On se détend
Faut-il légaliser le cannabis? L’interrogation revient souvent dans les débats politiques. La vraie question serait plutôt: qu’est-ce qui justifie la pénalisation de la production, de la vente ou de la consommation? Autour du chanvre, c’est en général la crainte des risques qui prend le dessus. La plante déchaîne les peurs, parfois irrationnelles. Dans ce domaine, la désinformation marque les discussions et les voix scientifiques qui appellent depuis des années à contrôler la substance sans la diaboliser semblent se perdre dans des déserts sans fin.
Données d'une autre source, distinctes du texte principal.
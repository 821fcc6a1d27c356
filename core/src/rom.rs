use crate::constants::MAX_ROM_SIZE;
use crate::error::RomError;

/// # ROM
/// A program image that is known to fit in memory above `PROGRAM_START`.
///
/// The engine keeps its ROM around so that a reset can reload it.
#[derive(Debug, Clone, PartialEq, Eq, Default)]
pub struct Rom {
    bytes: Vec<u8>,
}

impl Rom {
    /// Wraps raw program bytes, rejecting anything larger than `MAX_ROM_SIZE`.
    pub fn new(bytes: Vec<u8>) -> Result<Self, RomError> {
        if bytes.len() > MAX_ROM_SIZE {
            return Err(RomError::TooLarge { size: bytes.len() });
        }
        Ok(Rom { bytes })
    }

    pub fn bytes(&self) -> &[u8] {
        &self.bytes
    }

    pub fn len(&self) -> usize {
        self.bytes.len()
    }

    pub fn is_empty(&self) -> bool {
        self.bytes.is_empty()
    }
}

impl TryFrom<&[u8]> for Rom {
    type Error = RomError;

    fn try_from(bytes: &[u8]) -> Result<Self, Self::Error> {
        Rom::new(bytes.to_vec())
    }
}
Pour justifier pareil interdit, on imagine qu’un grave danger guette les consommateurs – ou la société dans laquelle ces derniers vivent. Mais les études s’accumulent, et avec elles les preuves que la prohibition ne règle aucun problème et que le cannabis n’est pas plus néfaste que d’autres psychotropes. Surtout si on compare la fumette à d’autres habitudes bien ancrées dans notre société suisse.
Ces constats ne signifient pas que le cannabis à haut taux de THC est anodin: tout comme l’alcool ou certains médicaments, il a des effets sur notre comportement dont il faut tenir compte. S’il a été possible pour l’immense majorité de la population de comprendre qu’alcool et volant étaient incompatibles, le même enseignement sur un autre comportement à risques semble à portée de main. Cela s’appelle de la prévention, socle de toute approche anti-prohibitionniste. Un quart des moins de 15 ans ayant déjà fumé un joint au moins une fois dans leur vie, la prévention devrait être renforcée dans tous les cas, en informant de manière raisonnée, sans fantasme ni dramatisation inutiles – voire contre-productifs.
L’Uruguay ou les Pays-Bas, pour ne citer que deux exemples de pays progressistes en la matière, ne croulent pas sous le nombre des toxicomanes. Au contraire: selon une carte publiée par The Telegraph, la jeunesse hollandaise serait bien moins consommatrice qu’en France, pays plus répressif. Face à l’impossibilité de dégager un lien évident entre des politiques pénales et l’usage du cannabis, mais aussi au vu des sommes et de l’énergie considérables investies dans la guerre contre les drogues, il serait sage d’ouvrir une nouvelle page et d’aborder cette consommation comme une question de santé publique. Signe encourageant: en Suisse, plusieurs initiatives et projets pilotes explorent cette alternative.